Now, every strong commodity needs a good lobby in Washington, right? In 1943 the Sugar Association was formed, as they say on their website, to promote "…[the] educating [of] health professionals, media, governmental officials and the public about sugar's goodness". They happen to be a very strong lobby. Some recent activities of the Sugar Association: in 2003 the WHO was set to unveil a new set of dietary guidelines. One of the recommendations was that not more than 10% of a person's daily caloric intake should come from sugar. The Sugar lobby was furious. They contacted WHO directly saying that they had a report from the Institute of Medicine stating that it was perfectly safe to have sugar comprise 25% of a person's daily calories. Furthermore, the Sugar lobby contacted then US Health Secretary Tommy Thompson. They recommended to Thompson that all further US funding of WHO be dependent upon WHO's agreement that they base their recommendations on science. And through these actions, WHO was pressured into silence on the sugar matter. They changed the wording on their recommendations about sugar to reference a numbers of time per day that sugar could be eaten but no amounts are mentioned. Even Harvey Fineberg, the then president at the IOM who oversaw the study the Sugar Association was referencing, contacted US Health Secretary Tommy Thompson to say that his institute's report was being misinterpreted.
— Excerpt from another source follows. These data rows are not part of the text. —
//! Status & Alert Engine.
//!
//! Pure functions over inventory rows. The stored `status` column stays the
//! single source of truth for lifecycle state; everything here is a read-time
//! overlay computed against a caller-supplied `now` and alert window.

use chrono::{DateTime, Duration, Utc};
use std::collections::BTreeMap;
use strum::IntoEnumIterator;

use crate::entities::inventory_item::{ItemStatus, Model};

/// True when the item has a maintenance date due within the lookahead window
/// (or already past) and the item is not retired.
pub fn is_maintenance_alert(item: &Model, now: DateTime<Utc>, window: Duration) -> bool {
    if item.status == ItemStatus::Retired {
        return false;
    }
    match item.maintenance_due {
        Some(due) => due <= (now + window).date_naive(),
        None => false,
    }
}

/// True when the maintenance date has passed outright.
pub fn is_overdue(item: &Model, now: DateTime<Utc>) -> bool {
    match item.maintenance_due {
        Some(due) => due < now.date_naive(),
        None => false,
    }
}

/// Count of items per status. Every status value is present in the map even
/// when its count is zero, so dashboard rendering never has missing keys.
pub fn status_counts(items: &[Model]) -> BTreeMap<ItemStatus, u64> {
    let mut counts: BTreeMap<ItemStatus, u64> = ItemStatus::iter().map(|s| (s, 0)).collect();
    for item in items {
        *counts.entry(item.status).or_default() += 1;
    }
    counts
}

/// Items currently in an alert state, earliest due date first, ties broken by
/// id ascending.
pub fn maintenance_alerts(items: &[Model], now: DateTime<Utc>, window: Duration) -> Vec<Model> {
    let mut alerting: Vec<Model> = items
        .iter()
        .filter(|item| is_maintenance_alert(item, now, window))
        .cloned()
        .collect();
    alerting.sort_by(|a, b| {
        a.maintenance_due
            .cmp(&b.maintenance_due)
            .then(a.id.cmp(&b.id))
    });
    alerting
}
use sea_orm::entity::prelude::*;
use serde::{Deserialize, Serialize};

/// Autocomplete lookup of distinct location names, mirroring `categories`.
#[derive(Clone, Debug, PartialEq, Eq, DeriveEntityModel, Serialize, Deserialize)]
#[sea_orm(table_name = "locations")]
pub struct Model {
    #[sea_orm(primary_key)]
    pub id: i32,
    #[sea_orm(unique)]
    pub name: String,
}

#[derive(Copy, Clone, Debug, EnumIter, DeriveRelation)]
pub enum Relation {}

impl ActiveModelBehavior for ActiveModel {}
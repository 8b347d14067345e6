use chrono::{DateTime, NaiveDate, Utc};
use sea_orm::entity::prelude::*;
use serde::{Deserialize, Serialize};
use utoipa::ToSchema;

/// Stored lifecycle state of an item. Transitions happen only through the
/// dedicated lifecycle operations, never through a generic field update.
#[derive(
    Debug,
    Clone,
    Copy,
    PartialEq,
    Eq,
    PartialOrd,
    Ord,
    Hash,
    EnumIter,
    DeriveActiveEnum,
    Serialize,
    Deserialize,
    ToSchema,
    strum::Display,
)]
#[sea_orm(rs_type = "String", db_type = "String(StringLen::N(32))")]
#[serde(rename_all = "snake_case")]
#[strum(serialize_all = "snake_case")]
pub enum ItemStatus {
    #[sea_orm(string_value = "available")]
    Available,
    #[sea_orm(string_value = "checked_out")]
    CheckedOut,
    #[sea_orm(string_value = "maintenance")]
    Maintenance,
    #[sea_orm(string_value = "retired")]
    Retired,
}

#[derive(Clone, Debug, PartialEq, DeriveEntityModel, Serialize, Deserialize, ToSchema)]
#[sea_orm(table_name = "inventory_items")]
pub struct Model {
    #[sea_orm(primary_key, auto_increment = false)]
    pub id: Uuid,
    pub name: String,
    pub description: Option<String>,
    pub category: Option<String>,
    pub quantity: i32,
    pub location: Option<String>,
    pub gps_lat: Option<f64>,
    pub gps_lng: Option<f64>,
    pub status: ItemStatus,
    pub last_checked_in: Option<DateTime<Utc>>,
    pub last_checked_out: Option<DateTime<Utc>>,
    pub maintenance_due: Option<NaiveDate>,
    pub maintenance_notes: Option<String>,
    pub created_at: DateTime<Utc>,
    pub updated_at: DateTime<Utc>,
}

impl Model {
    /// True when the item carries a complete coordinate pair.
    pub fn has_coordinates(&self) -> bool {
        self.gps_lat.is_some() && self.gps_lng.is_some()
    }
}

#[derive(Copy, Clone, Debug, EnumIter, DeriveRelation)]
pub enum Relation {}

impl ActiveModelBehavior for ActiveModel {}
This omission of sugar in the national food conversation is directly related to School Lunch. The Sugar Association has successfully lobbied the USDA to remove any mention of added sugars in their food pyramid and other nutritional literature. I was surprised to see this as truth when I went to http://www.mypyramid.gov/. Remember when you were in grade school learning about the food pyramid and there was a tiny triangle at the top that said 'use added fats, oils and sweets sparingly'? That tiny sliver is no longer there. Today's food pyramid talks only about fruits, vegetables, grains, dairy and meat. But with so many foods like 'drinkable fruit' that likely has added sugar, a lot of pertinent information is getting lost in the shuffle. Even the new Child Nutrition Act that is now working its way through the halls of Washington mentions no regulation of sugar.
Mrs. Q has talked a lot about funny grains popping into a meal, like an extra piece of bread here or a cookie there. Schools are required to adhere to the food pyramid serving requirements when planning school lunches. But with sugar being virtually removed from the governmental dialogue on food suddenly a school could technically view a cookie in the same way they would a serving of rice. Any normal thinking person would see there is a problem in the way the national guidelines are being executed. "
Those big businesses are in place because people buy their products. You are not powerless—you have a voice. Every time you shop, you vote. If people don't buy the garbage products, the food companies will have to find a healthier solution. It is the people who dictate what sells, so if enough people speak out, things will change. Shop...and vote...for change.